The invention provides a high-selectivity KCNQ4 potassium channel agonist as shown in a formula I as well as a preparation method and application of the high-selectivity KCNQ4 potassium channel agonist. The compound provided by the invention not only further improves the KCNQ4 agonist activity, but also enables the KCNQ4 to lose the KCNQ2 agonist activity, and still has very good KCNQ4/KCNQ2 selectivity.

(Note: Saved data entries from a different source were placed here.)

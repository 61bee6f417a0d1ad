use std::io::Write;
use std::path::Path;

use itertools::Itertools;

use crate::config::{Config, Metaheuristic, OutputFormat};
use crate::search::Solver;
use crate::solution::Solution;

/// The summary of one solved instance.
#[derive(Debug)]
pub struct InstanceResult {
    pub name: String,
    pub trucks: usize,
    pub workers: usize,
    pub distance: f64,
    pub cost: f64,
    pub time: u64,
    pub saturation_time: u64,
}

impl InstanceResult {
    pub fn of(solver: &mut Solver) -> InstanceResult {
        let cost = solver.best.calc_costs();
        InstanceResult {
            name: solver.problem.name.clone(),
            trucks: solver.best.trucks(),
            workers: solver.best.workers_cache,
            distance: solver.best.dist_cache,
            cost,
            time: solver.best.time,
            saturation_time: solver.best.saturation_time,
        }
    }
}

/// Print the aggregated output of all processed instances, as a human
/// readable table or as CSV.
pub fn print_results(results: &[InstanceResult], cfg: &Config) {
    if results.is_empty() {
        return;
    }
    match cfg.format {
        OutputFormat::Csv => print_csv(results, cfg),
        OutputFormat::Human => print_table(results, cfg),
    }
}

fn print_csv(results: &[InstanceResult], cfg: &Config) {
    if !cfg.parallel {
        println!("name, trucks, workers, distance, cost, time [s]");
    }
    for r in results {
        let time = match cfg.metaheuristic {
            Metaheuristic::None => "n/a".to_string(),
            _ => r.time.to_string(),
        };
        print!(
            "{},{},{},{:.2},{:.6},{}",
            r.name, r.trucks, r.workers, r.distance, r.cost, time
        );
        if r.saturation_time != 0 {
            print!(",{}", r.saturation_time);
        }
        println!();
    }
}

fn print_table(results: &[InstanceResult], cfg: &Config) {
    let rule = "|------------+--------+---------+----------+------------+----------|";
    println!("{}", rule);
    println!("| name       | trucks | workers | distance |  cost      | time [s] |");
    println!("{}", rule);
    for r in results {
        let time = match cfg.metaheuristic {
            Metaheuristic::None => format!("{:>8}", "n/a"),
            _ => format!("{:>8}", r.time),
        };
        println!(
            "| {:10} | {:6} | {:7} | {:8.2} | {:10.6} | {} |",
            r.name, r.trucks, r.workers, r.distance, r.cost, time
        );
    }
    println!("{}", rule);
    if results.len() > 1 {
        let n = results.len() as f64;
        let trucks: usize = results.iter().map(|r| r.trucks).sum();
        let workers: usize = results.iter().map(|r| r.workers).sum();
        let distance: f64 = results.iter().map(|r| r.distance).sum();
        let cost: f64 = results.iter().map(|r| r.cost).sum();
        let time: u64 = results.iter().map(|r| r.time).sum();
        println!(
            "| {:10} | {:6} | {:7} | {:8.2} | {:10.6} | {:8} |",
            "sum", trucks, workers, distance, cost, time
        );
        println!(
            "| {:10} | {:6.2} | {:7.2} | {:8.2} | {:10.6} | {:8.2} |",
            "avg",
            trucks as f64 / n,
            workers as f64 / n,
            distance / n,
            cost / n,
            time as f64 / n
        );
        println!("{}", rule);
    }
}

/// Write one route as `[0, 5, 3, 0]: workers=.., load=.., length=..`.
fn write_route<W: Write>(w: &mut W, sol: &Solution, r: usize) -> std::io::Result<()> {
    let ids = sol
        .route_slots(r)
        .map(|s| sol.slots[s].node.to_string())
        .join(", ");
    writeln!(
        w,
        "[{}]: workers={}, load={:6.2}, length={:.2}",
        ids,
        sol.routes[r].workers,
        sol.routes[r].load,
        sol.route_length(r)
    )
}

/// Write a representation of the incumbent. The cost caches must be up
/// to date (see [`Solution::calc_costs`]).
pub fn write_solution<W: Write>(w: &mut W, solver: &Solver, verbose: bool) -> std::io::Result<()> {
    let sol = &solver.best;
    let cfg = &solver.problem.cfg;
    if verbose {
        writeln!(w, "{}", solver.problem.name)?;
        writeln!(w, "seed: {}", cfg.seed)?;
        if cfg.metaheuristic != Metaheuristic::None {
            let iterations = if solver.tabu.active {
                solver.tabu.iteration
            } else {
                solver.num_solutions
            };
            let duration = solver.elapsed_secs().max(1);
            writeln!(w, "calculated {} iterations/s", iterations / duration)?;
        }
        writeln!(w, "found best solution after {} seconds", sol.time)?;
        for r in 0..sol.routes.len() {
            write_route(w, sol, r)?;
        }
    }
    writeln!(
        w,
        "trucks: {}, workers: {}, distance: {:.2}, cost: {:.6}",
        sol.trucks(),
        sol.workers_cache,
        sol.dist_cache,
        sol.cost_cache
    )
}

/// Append the details of a solved instance to the configured details
/// file.
pub fn save_solution_details(solver: &Solver, path: &Path) -> std::io::Result<()> {
    let mut file = std::fs::OpenOptions::new()
        .append(true)
        .create(true)
        .open(path)?;
    write_solution(&mut file, solver, true)?;
    writeln!(file)
}

#[cfg(test)]
mod tests {
    use super::*;
    use crate::config::Config;
    use crate::testing;

    #[test]
    fn solution_details_list_every_route() {
        let pb = testing::line_problem(Config::default());
        let mut solver = Solver::new(pb.clone());
        solver.best = testing::solved(pb);
        solver.best.calc_costs();

        let mut out = Vec::new();
        write_solution(&mut out, &solver, true).unwrap();
        let text = String::from_utf8(out).unwrap();
        assert!(text.contains("[0, 1, 2, 3, 0]: workers=1"));
        assert!(text.contains("[0, 4, 5, 6, 0]: workers=1"));
        assert!(text.contains("trucks: 2, workers: 2"));
    }

    #[test]
    fn summary_line_reflects_the_caches() {
        let pb = testing::line_problem(Config::default());
        let mut solver = Solver::new(pb.clone());
        solver.best = testing::solved(pb);
        solver.best.calc_costs();

        let mut out = Vec::new();
        write_solution(&mut out, &solver, false).unwrap();
        let text = String::from_utf8(out).unwrap();
        assert_eq!(text.lines().count(), 1);
        assert!(text.starts_with("trucks: 2, workers: 2, distance:"));
    }
}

The novel selective KCNQ4 agonist provided by the invention overcomes the defect of poor selectivity of the existing potassium channel agonist, and has the advantages of improved activity, obviously reduced toxicity, simpler structure and lower production cost, thereby having better development prospects. 本发明提供了一种式I所述的高选择性KCNQ4钾通道激动剂、其制备方法和用途。本发明的化合物不仅进一步提高KCNQ4激动活性，并且仍然使其丧失KCNQ2激动活性，依然具有很好的KCNQ4/KCNQ2选择性。本发明所提供的该类新型选择性KCNQ4激动剂克服了现有钾通道激动剂所存在的选择性不佳的缺点，活性有所提高，毒性明显降低，并且结构更加简单，生产成本更加低的优点，因此有着更好的发展前景。